Antwoord ontvangen op 2 maart 2010 :

Het grensoverschrijdend karakter van een politiezone wordt weerhouden als één van de objectieve indicatoren van meerkost op basis waarvan de bijkomende dotatie werd vastgesteld. Deze zogenaamde bijkomende dotatie van de « aanvaarde meerkost » wordt vandaag nog toegekend aan de politiezones.

Met de grensoverschrijdende situatie wordt dus momenteel rekening gehouden in het kader van de federale financieringsnormen van de lokale politie.

Een interuniversitaire werkgroep heeft tussen 2007 en 2008 een drieledige doelstelling nagestreefd : de rekeningen van de politiezones analyseren, het huidige financieringsmechanisme van de lokale politie evalueren en denksporen aanreiken voor de reflectie over de wet ter financiering van de lokale politie.

Dit onderzoek heeft vastgesteld dat het huidige financieringsmechanisme, zelfs als dit geactualiseerd is, niet de duurzame oplossing was voor een financieringswet.

Binnen het academisch consortium is unanimiteit ontstaan over het vervangen van de huidige KUL-norm door een functionele federale financiering die zou rusten op de reële kost voor het vervullen van de lokale en federale opdrachten die aan de lokale politie toebehoren.

Het is dit financieringsmodel dat nu alle stappen gaat sturen die nuttig zijn voor de goedkeuring van de financieringswet van de lokale politie, die evenwel niet onmiddellijk zal gebeuren.

De onderzoekers hebben immers benadrukt dat een dergelijke functionele financiering niet realiseerbaar zou zijn op korte termijn, omdat men niet beschikt over de noodzakelijke basisgegevens.

Een functionele financiering veronderstelt immers dat er op voorhand een minimale politiecapaciteit moet worden bepaald en geobjectiveerd tegenover de omgeving waarin de lokale politie haar opdrachten uitvoert voor het vervullen van de basispolitiezorg.

Vandaag is men niet in staat om op een precieze manier het politie-effectief te becijferen, dat in een gegeven omgeving nodig is om de basispolitiezorg in zijn huidige vorm in voldoende mate te verzekeren.

Dat is wat een volgend wetenschappelijk onderzoek gaat proberen te doen, door alle componenten van de basispolitiezorg te confronteren met de specificiteiten van de politiezone waarin ze worden toegepast.

Het activiteitenniveau dat wordt verwacht van de lokale politie en dus de politiecapaciteit, worden deels bepaald door de omgeving waarin alles zich afspeelt. Ik twijfel er niet aan dat het grensoverschrijdend karakter van de politiezone hier de nodige aandacht van de onderzoekers zal krijgen.

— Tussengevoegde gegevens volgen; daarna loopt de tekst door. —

use contracts::shared::cache::keys;
use contracts::system::roles::Role;
use contracts::system::users::{EditUserForm, UserProfile};
use leptos::prelude::*;
use leptos::task::spawn_local;
use thaw::*;

use crate::layout::toast_service::use_toast;
use crate::shared::modal::Modal;
use crate::shared::query_client::use_query_client;
use crate::system::users::api;

/// Profile and role editor of the admin panel
#[component]
pub fn EditUserDialog<F>(user: UserProfile, on_close: F) -> impl IntoView
where
    F: Fn() + 'static + Copy + Send + Sync,
{
    let queries = use_query_client();
    let toast = use_toast();

    let initial = EditUserForm::from_profile(&user);
    let full_name = RwSignal::new(initial.full_name);
    let email = RwSignal::new(initial.email);
    let role = RwSignal::new(initial.role);
    let (error, set_error) = signal::<Option<String>>(None);
    let (saving, set_saving) = signal(false);
    let user_id = StoredValue::new(user.id.clone());

    let on_save = move |_: leptos::ev::MouseEvent| {
        let form = EditUserForm {
            full_name: full_name.get(),
            email: email.get(),
            role: role.get(),
        };
        if let Err(errors) = form.validate() {
            set_error.set(Some(errors.to_string()));
            return;
        }

        set_saving.set(true);
        set_error.set(None);
        let user_id = user_id.get_value();

        spawn_local(async move {
            let result = async {
                if let Some(patch) = form.profile_patch() {
                    api::update_profile(&user_id, &patch).await?;
                }
                if let Some(role) = form.role_replacement() {
                    api::replace_role(&user_id, role).await?;
                }
                Ok::<(), contracts::shared::error::ApiError>(())
            }
            .await;

            match result {
                Ok(()) => {
                    queries.invalidate(keys::ADMIN_USERS);
                    if form.role_replacement().is_some() {
                        queries.invalidate_roles();
                    }
                    toast.success("用户信息更新成功");
                    on_close();
                }
                Err(e) => {
                    toast.error("更新用户信息失败", &e);
                    set_saving.set(false);
                }
            }
        });
    };

    view! {
        <Modal
            title="编辑用户信息"
            on_close=Callback::new(move |_| on_close())
            footer=move || view! {
                <Button
                    appearance=ButtonAppearance::Secondary
                    on_click=move |_| on_close()
                    disabled=Signal::derive(move || saving.get())
                >
                    "取消"
                </Button>
                <Button
                    appearance=ButtonAppearance::Primary
                    on_click=on_save
                    disabled=Signal::derive(move || saving.get())
                >
                    {move || if saving.get() { "更新中..." } else { "保存" }}
                </Button>
            }
        >
            {move || error.get().map(|e| view! { <div class="alert alert--error">{e}</div> })}

            <div class="form__group">
                <Label>"用户名"</Label>
                <Input
                    value=full_name
                    placeholder="请输入用户名"
                    disabled=Signal::derive(move || saving.get())
                />
            </div>

            <div class="form__group">
                <Label>"邮箱"</Label>
                <Input
                    value=email
                    input_type=InputType::Email
                    placeholder="请输入邮箱"
                    disabled=Signal::derive(move || saving.get())
                />
            </div>

            <div class="form__group">
                <Label>"角色"</Label>
                <select
                    class="form__select"
                    prop:value=move || role.get()
                    on:change=move |ev| role.set(event_target_value(&ev))
                >
                    <option value="">"选择角色"</option>
                    {Role::ASSIGNABLE.iter().map(|r| {
                        let value = r.as_db().unwrap_or_default();
                        view! { <option value=value>{r.label()}</option> }
                    }).collect_view()}
                </select>
            </div>
        </Modal>
    }
}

Het is pas nadien dat de reële kost van de inplaatsstelling van de politiecapaciteit kan worden bepaald, door meer in detail rekening te houden met het politiestatuut en de geldelijke bepalingen die soms eigen zijn aan het personeel van bepaalde politiezones omwille van hun geografische situatie.

Het is evenwel onmogelijk om hier uiteen te zetten welke lessen zullen worden getrokken door het wetenschappelijk onderzoek dat nog moet opstarten.